A few hours ago I was feeling victorious.
My mother taught me how to knit some time around 1981. By that point I had been needlepointing, I think, and maybe even embroidering, and she taught me how to knit as a next step. I liked to knit but stopped for good when the purple scarf I was making for myself somehow became a trapezoid instead of a rectangle. As some sort of consolation prize, Mom promised to make my "scarf" into a dress for Barbie (no, I really didn't get very far). It was a switch I insisted on not so much because Barbie was in need, but because it meant that I wouldn't have failed. Project conquered: dress completed (it was always meant to be a dress, I swear). Needles down.
Over the last, what, ten years?, knitting shops have popped up in all of the least likely places. You all know this. Knitting is cool again! And for a while I've been walking in and out of yarn stores the way I once walked in and out of fancy paper stores, ogling at the selection and touching pretty much everything. So now that I'm old and mature and not working all night and all day, starting to knit again would be a good way to counteract all the television I've been watching. It's productive! It will engage my inner (and outer) perfectionist! What could be bad?
This weekend in a knitting store I spotted some nice yarn that was discontinued (so it was super cheap!) sitting next to a simple-looking sample scarf. Perfect perfect perfect. I'll take it. But there was no time for mom to cast on the yarn while she was here (like when I was little and I couldn't bite into an apple unless she bit it first) but that was no problem. I have the internet, and the internet will teach me the mysterious ways of the knitting gods. I can learn. And I am patient. And I am an adult.

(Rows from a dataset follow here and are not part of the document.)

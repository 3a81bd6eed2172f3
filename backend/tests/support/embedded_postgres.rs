//! Embedded PostgreSQL for the repository suites.
//!
//! Every call provisions a fresh database on the process-wide shared cluster
//! and applies the crate's migrations to it. Environments that cannot start
//! the cluster set `SKIP_TEST_CLUSTER=1`; otherwise a setup failure panics so
//! CI breakage is not masked.

use std::fmt::Display;
use std::time::Duration;

use academy::outbound::persistence::run_migrations;
use pg_embedded_setup_unpriv::test_support::shared_cluster_handle;
use pg_embedded_setup_unpriv::{ClusterHandle, TemporaryDatabase};

const SHARED_CLUSTER_RETRIES: usize = 5;
const SHARED_CLUSTER_RETRY_DELAY: Duration = Duration::from_millis(500);

/// Returns true when `SKIP_TEST_CLUSTER` is "1", "true" or "yes".
pub fn should_skip_test_cluster() -> bool {
    std::env::var("SKIP_TEST_CLUSTER")
        .map(|value| matches!(value.to_lowercase().as_str(), "1" | "true" | "yes"))
        .unwrap_or(false)
}

/// Skip when allowed, otherwise fail loudly.
pub fn handle_cluster_setup_failure<T>(reason: impl Display) -> Option<T> {
    if should_skip_test_cluster() {
        eprintln!("SKIP-TEST-CLUSTER: {reason}");
        None
    } else {
        panic!("Test cluster setup failed: {reason}. Set SKIP_TEST_CLUSTER=1 to skip.");
    }
}

/// Keeps the cluster password identical across processes that reuse one
/// data directory.
fn ensure_stable_password() {
    if std::env::var_os("PG_PASSWORD").is_none() {
        // SAFETY: runs before the cluster spawns any threads; the shared
        // handle is initialised at most once per process.
        unsafe {
            std::env::set_var("PG_PASSWORD", "academy_embedded_test");
        }
    }
}

fn cluster() -> Result<&'static ClusterHandle, String> {
    ensure_stable_password();
    let mut attempt = 1;
    loop {
        match shared_cluster_handle() {
            Ok(handle) => return Ok(handle),
            Err(error) if attempt >= SHARED_CLUSTER_RETRIES => {
                return Err(format!("shared cluster: {error:?}"));
            }
            Err(_) => {
                std::thread::sleep(SHARED_CLUSTER_RETRY_DELAY);
                attempt += 1;
            }
        }
    }
}

/// Fresh, migrated database. Dropped together with the returned handle.
pub fn provision_database() -> Result<TemporaryDatabase, String> {
    let database = cluster()?
        .temporary_database(format!("test_{}", uuid::Uuid::new_v4().simple()))
        .map_err(|err| format!("create database: {err:?}"))?;
    let url = database.url().to_string();
    run_migrations(&url).map_err(|err| format!("migrations: {err}"))?;
    Ok(database)
}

Except knitting is hard, and I have the frustration threshold of a highly aggravated three-year-old.
There was going to be a triumphant photo up here to show you: a successfully started scarf with stitches lined up all in one or two lovely rows. Just like ducks! I'd have this scarf all ready to go by, say, next Christmas for sure. But it was not meant to be. Instead, I sat on the couch concentrating intensely on my needles as I slowly and carefully cast on five individual stitches (accompanied by only mild yelling) . I'm not sure I can stress to you the extent to which I resembled my six-year-old self with my slow, purposeful moves. But the five lovely (and, at least, identical) stitches didn't look quite right, so I put the needles down and waited for my mother to call me back before I got any further. Her sage advice was that it didn't matter -- as long as the stitches stayed together, it would be fine for me and my soon-to-be-scarf. OK, no problem. That's when it all went horribly wrong, the screaming got worse, and the stitches got pulled out.
... and you don't even get the picture of me knitting when I was six, which is somewhere in New Jersey and not available to be scanned.